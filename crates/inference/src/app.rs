//! One complete run: read, resolve, load, estimate, annotate, write.

use crate::{
    backend::{BackendOptions, InferenceBackend},
    config::InferenceConfig,
    errors::PipelineError,
    models::{ModelPair, resolve_models},
    report::ConsoleReport,
    service::AgeEstimationService,
};
use annotate::{Annotator, Palette, write_image};
use image::{ImageError, ImageReader, RgbImage};
use std::io::Write;
use std::path::Path;

/// Decode any supported format by content, then flatten to 8-bit RGB.
pub fn read_image(path: &Path) -> Result<RgbImage, PipelineError> {
    let input_error = |source: ImageError| PipelineError::Input {
        path: path.to_path_buf(),
        source,
    };

    let image = ImageReader::open(path)
        .and_then(|reader| reader.with_guessed_format())
        .map_err(|e| input_error(ImageError::IoError(e)))?
        .decode()
        .map_err(input_error)?;

    Ok(image.to_rgb8())
}

pub fn load_backend<B: InferenceBackend>(
    model: &ModelPair,
    options: &BackendOptions,
) -> Result<B, PipelineError> {
    tracing::info!(stage = %model.stage, path = %model.topology.display(), "Loading model");

    B::load_model(model, options).map_err(|source| PipelineError::ModelLoad {
        stage: model.stage,
        source,
    })
}

/// Detect, classify and draw onto `image`. Returns the number of faces drawn.
pub fn estimate_and_render<B, O, E>(
    service: &mut AgeEstimationService<B>,
    annotator: &Annotator,
    image: &mut RgbImage,
    report: &mut ConsoleReport<O, E>,
) -> Result<usize, PipelineError>
where
    B: InferenceBackend,
    O: Write,
    E: Write,
{
    report.processing(image.width(), image.height());

    let outcomes = service.process(image)?;
    let results = report.faces(&outcomes);
    report.summary(results.len());

    annotator.annotate(image, &results);
    Ok(results.len())
}

pub fn run<B, O, E>(
    input: &Path,
    output: &Path,
    config: &InferenceConfig,
    report: &mut ConsoleReport<O, E>,
) -> Result<(), PipelineError>
where
    B: InferenceBackend,
    O: Write,
    E: Write,
{
    let mut image = read_image(input)?;
    tracing::debug!(width = image.width(), height = image.height(), "Image decoded");

    let (face_model, age_model) = resolve_models(config)?;
    report.models(&face_model, &age_model);

    let options = BackendOptions {
        intra_threads: config.intra_threads,
    };
    let face_backend = load_backend::<B>(&face_model, &options)?;
    let age_backend = load_backend::<B>(&age_model, &options)?;

    let annotator = Annotator::new(Palette::default())?;
    let mut service = AgeEstimationService::new(face_backend, age_backend, config);

    let faces = estimate_and_render(&mut service, &annotator, &mut image, report)?;

    write_image(&image, output, config.jpeg_quality).map_err(|source| PipelineError::Output {
        path: output.to_path_buf(),
        source,
    })?;

    tracing::info!(faces, output = %output.display(), "Run complete");
    report.saved(output);
    Ok(())
}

========

Show every line of the listing in which the string "tracing" can be found.

    tracing::info!(stage = %model.stage, path = %model.topology.display(), "Loading model");
    tracing::debug!(width = image.width(), height = image.height(), "Image decoded");
    tracing::info!(faces, output = %output.display(), "Run complete");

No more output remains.